Quali dinamiche e come i sistemi criminali cercano di rafforzarsi?

«È sempre più forte la presenza di gruppi criminali con organizzazioni interne che prevedono riti di affiliazione, gerarchie definite e codici di comportamento come le mafie nigeriane, attive in maniera massiccia anche nel traffico di droga. In molti casi sono anche giovanissimi che si affiliano ad una sorta di club, anche in contesti universitari e altri circuiti in cui c’è una conoscenza e un’istruzione alta, e si organizzano anche in Europa sfruttando la prostituzione come canale più facile per guadagnare soldi assolutamente non tracciabili. E il denaro facile della prostituzione è fondamentale per quelle reti criminali che puntano a finanziare il traffico di droga e di armi.

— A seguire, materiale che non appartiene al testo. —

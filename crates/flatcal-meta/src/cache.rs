//! Memoizes metadata reads keyed on a file's identity as the filesystem
//! reports it, so rescanning a directory between runs doesn't re-decode
//! headers for files that haven't changed.

use std::collections::HashMap;
use std::path::{Path, PathBuf};
use std::sync::Mutex;
use std::time::SystemTime;

use crate::metadata::ImageMetadata;

/// `(size, mtime)` as reported by the filesystem at the time of the read
/// that populated the cache entry. A later read with a different key for
/// the same path is treated as a different file and simply replaces it.
#[derive(Debug, Clone, Copy, PartialEq, Eq, Hash)]
struct CacheKey {
    size: u64,
    mtime_nanos: i128,
}

impl CacheKey {
    fn from_metadata(meta: &std::fs::Metadata) -> Option<Self> {
        let mtime = meta.modified().ok()?;
        let mtime_nanos = mtime
            .duration_since(SystemTime::UNIX_EPOCH)
            .map(|d| d.as_nanos() as i128)
            .unwrap_or_else(|e| -(e.duration().as_nanos() as i128));
        Some(CacheKey {
            size: meta.len(),
            mtime_nanos,
        })
    }
}

/// Thread-safe so it can sit behind a shared reference across a bounded
/// pool of reader threads; writers simply replace stale entries.
#[derive(Default)]
pub struct MetadataCache {
    entries: Mutex<HashMap<PathBuf, (CacheKey, ImageMetadata)>>,
}

impl MetadataCache {
    pub fn new() -> Self {
        Self::default()
    }

    /// Returns a cached entry only if the path's current `(size, mtime)`
    /// still matches the one recorded when it was cached.
    pub fn get(&self, path: &Path) -> Option<ImageMetadata> {
        let key = CacheKey::from_metadata(&std::fs::metadata(path).ok()?)?;
        let entries = self.entries.lock().unwrap();
        let (cached_key, meta) = entries.get(path)?;
        (*cached_key == key).then(|| meta.clone())
    }

    /// Inserts or replaces the cached entry for `path`, tagging it with
    /// the current `(size, mtime)` so later reads can detect staleness.
    pub fn insert(&self, path: &Path, metadata: ImageMetadata) {
        let Ok(fs_meta) = std::fs::metadata(path) else {
            return;
        };
        let Some(key) = CacheKey::from_metadata(&fs_meta) else {
            return;
        };
        self.entries
            .lock()
            .unwrap()
            .insert(path.to_path_buf(), (key, metadata));
    }

    pub fn len(&self) -> usize {
        self.entries.lock().unwrap().len()
    }

    pub fn is_empty(&self) -> bool {
        self.len() == 0
    }
}

#[cfg(test)]
mod tests {
    use super::*;
    use crate::frame_type::FrameType;
    use std::io::Write;

    fn dummy_metadata(path: &Path) -> ImageMetadata {
        ImageMetadata {
            path: path.to_path_buf(),
            frame_type: FrameType::Flat,
            exposure: Some(5.0),
            binning: None,
            gain: None,
            offset: None,
            temperature: None,
            filter: None,
            date_obs: None,
        }
    }

    #[test]
    fn hit_after_insert() {
        let dir = tempfile::tempdir().unwrap();
        let path = dir.path().join("a.fits");
        std::fs::File::create(&path).unwrap().write_all(b"x").unwrap();

        let cache = MetadataCache::new();
        assert!(cache.get(&path).is_none());
        cache.insert(&path, dummy_metadata(&path));
        assert!(cache.get(&path).is_some());
        assert_eq!(cache.len(), 1);
    }

    #[test]
    fn miss_after_file_changes() {
        let dir = tempfile::tempdir().unwrap();
        let path = dir.path().join("a.fits");
        std::fs::File::create(&path).unwrap().write_all(b"x").unwrap();

        let cache = MetadataCache::new();
        cache.insert(&path, dummy_metadata(&path));
        assert!(cache.get(&path).is_some());

        // Growing the file changes its size, invalidating the cached key.
        let mut f = std::fs::OpenOptions::new().append(true).open(&path).unwrap();
        f.write_all(b"yyyyyyyy").unwrap();
        drop(f);

        assert!(cache.get(&path).is_none());
    }

    #[test]
    fn missing_file_is_never_a_hit() {
        let cache = MetadataCache::new();
        assert!(cache.get(Path::new("/nonexistent/path.fits")).is_none());
    }
}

Negli ultimi mesi ci si sta interrogando molto sullo spostamento dello sfruttamento, soprattutto delle ragazze nigeriane dalla strada a strutture al chiuso, anche con modalità online tramite piattaforme web ancora legittime in Italia e legate alla pornografia. Siti dove le ragazze vengono recensite, e dove può apparire una loro libera scelta prostituirsi e invece dietro ci sono organizzazioni che le sfruttano. Soprattutto per le ragazze straniere è raro ci sia un livello di autodeterminazione e libertà che non appartiene alle loro «culture». 

Don Oreste Benzi diceva che dobbiamo prima liberare le schiave e poi valutare un’eventuale scelta libera: in tante culture c’è un’idea di mercificazione della donna. Una scelta è meno che rara, anche in culture come quelle occidentali dove sono stati fatti molti passi in avanti spesso si tratta di ragazze che hanno già subito violenze dall’adolescenza e per questo scattano meccanismi di svendita di se stesse. Percepiscono di «valere» solo svilendosi e svendendosi. La nostra Associazione accoglie da sempre ragazzine abusate che vivono processi di annichilimento e perdita della propria identità.

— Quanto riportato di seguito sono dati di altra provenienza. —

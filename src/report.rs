//! The report a run resolves to: aggregate counts, dark-usage and timing
//! statistics, and a warnings list, plus a textual [`std::fmt::Display`]
//! rendering for a host that just wants to print something useful.

use std::collections::HashSet;
use std::path::PathBuf;
use std::time::Duration;

/// min/mean/max over a set of durations, or `None` if the set was empty.
#[derive(Debug, Clone, Copy, PartialEq)]
pub struct DurationStats {
    pub min: Duration,
    pub mean: Duration,
    pub max: Duration,
}

impl DurationStats {
    fn from_durations(durations: &[Duration]) -> Option<Self> {
        if durations.is_empty() {
            return None;
        }
        let min = *durations.iter().min().unwrap();
        let max = *durations.iter().max().unwrap();
        let total: Duration = durations.iter().sum();
        let mean = total / durations.len() as u32;
        Some(Self { min, mean, max })
    }
}

/// min/mean/max dark temperature across the cataloged darks that reported
/// one, for a quick sanity check of the dark library's thermal spread.
#[derive(Debug, Clone, Copy, PartialEq)]
pub struct DarkUsageStats {
    pub unique_darks_used: usize,
    pub unique_source_dirs: usize,
    pub catalog_temperature_min: Option<f64>,
    pub catalog_temperature_mean: Option<f64>,
    pub catalog_temperature_max: Option<f64>,
}

/// The end-of-run report: what happened, aggregated from every directory
/// job's [`flatcal_integrate::GroupOutcome`]s, plus scan-level diagnostics.
#[derive(Debug, Clone, Default)]
pub struct RunSummary {
    pub groups_total: usize,
    pub groups_succeeded: usize,
    pub groups_failed: usize,
    pub groups_skipped: usize,
    pub dark_usage: Option<DarkUsageStats>,
    pub job_durations: Vec<Duration>,
    pub group_durations: Vec<Duration>,
    pub output_paths: Vec<PathBuf>,
    pub warnings: Vec<String>,
    pub cancelled: bool,
}

impl RunSummary {
    pub(crate) fn new() -> Self {
        Self::default()
    }

    pub fn job_duration_stats(&self) -> Option<DurationStats> {
        DurationStats::from_durations(&self.job_durations)
    }

    pub fn group_duration_stats(&self) -> Option<DurationStats> {
        DurationStats::from_durations(&self.group_durations)
    }

    pub(crate) fn record_dark_usage(&mut self, used_paths: &HashSet<PathBuf>, catalog: &[flatcal_scan::DarkFrame]) {
        let unique_source_dirs: HashSet<&PathBuf> = catalog
            .iter()
            .filter(|d| used_paths.contains(&d.path))
            .map(|d| &d.origin_dir)
            .collect();

        let temps: Vec<f64> = catalog.iter().filter_map(|d| d.temperature).collect();
        let (min, mean, max) = if temps.is_empty() {
            (None, None, None)
        } else {
            let min = temps.iter().cloned().fold(f64::INFINITY, f64::min);
            let max = temps.iter().cloned().fold(f64::NEG_INFINITY, f64::max);
            let mean = temps.iter().sum::<f64>() / temps.len() as f64;
            (Some(min), Some(mean), Some(max))
        };

        self.dark_usage = Some(DarkUsageStats {
            unique_darks_used: used_paths.len(),
            unique_source_dirs: unique_source_dirs.len(),
            catalog_temperature_min: min,
            catalog_temperature_mean: mean,
            catalog_temperature_max: max,
        });
    }
}

impl std::fmt::Display for RunSummary {
    fn fmt(&self, f: &mut std::fmt::Formatter<'_>) -> std::fmt::Result {
        writeln!(f, "flat calibration run{}", if self.cancelled { " (cancelled)" } else { "" })?;
        writeln!(
            f,
            "  groups: {} total, {} succeeded, {} failed, {} skipped",
            self.groups_total, self.groups_succeeded, self.groups_failed, self.groups_skipped
        )?;
        if let Some(usage) = &self.dark_usage {
            writeln!(
                f,
                "  darks: {} unique frame(s) from {} source directory(ies)",
                usage.unique_darks_used, usage.unique_source_dirs
            )?;
            if let (Some(min), Some(mean), Some(max)) =
                (usage.catalog_temperature_min, usage.catalog_temperature_mean, usage.catalog_temperature_max)
            {
                writeln!(f, "  dark catalog temperature: min {min:.1}C mean {mean:.1}C max {max:.1}C")?;
            }
        }
        if let Some(stats) = self.job_duration_stats() {
            writeln!(
                f,
                "  job timing: min {:.2?} mean {:.2?} max {:.2?} over {} job(s)",
                stats.min,
                stats.mean,
                stats.max,
                self.job_durations.len()
            )?;
        }
        if let Some(stats) = self.group_duration_stats() {
            writeln!(
                f,
                "  group timing: min {:.2?} mean {:.2?} max {:.2?} over {} group(s)",
                stats.min,
                stats.mean,
                stats.max,
                self.group_durations.len()
            )?;
        }
        for warning in &self.warnings {
            writeln!(f, "  warning: {warning}")?;
        }
        Ok(())
    }
}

Abbiamo verificato anche situazioni di ragazzine che anche sui social network, da facebook a telegram, hanno contatti a distanza che cercano di adescarle o, per esempio, invitarle a feste in discoteca in cui alla fine le costringono a vendere il proprio corpo. Un altro canale che abbiamo scoperto è quello di film del cinema nigeriano: in alcune città ci sono infatti organizzazioni di provini dietro cui si nascondono traffici criminali. Sono quindi diverse le forme di adescamento che puntano sulla giovane età e soprattutto sulla mancanza di una formazione culturale solida e sull'assenza di reti parentali. Per questo puntiamo su forti percorsi comunitari al di fuori dei quali le ragazze possono essere facilmente e ripetutamente adescate».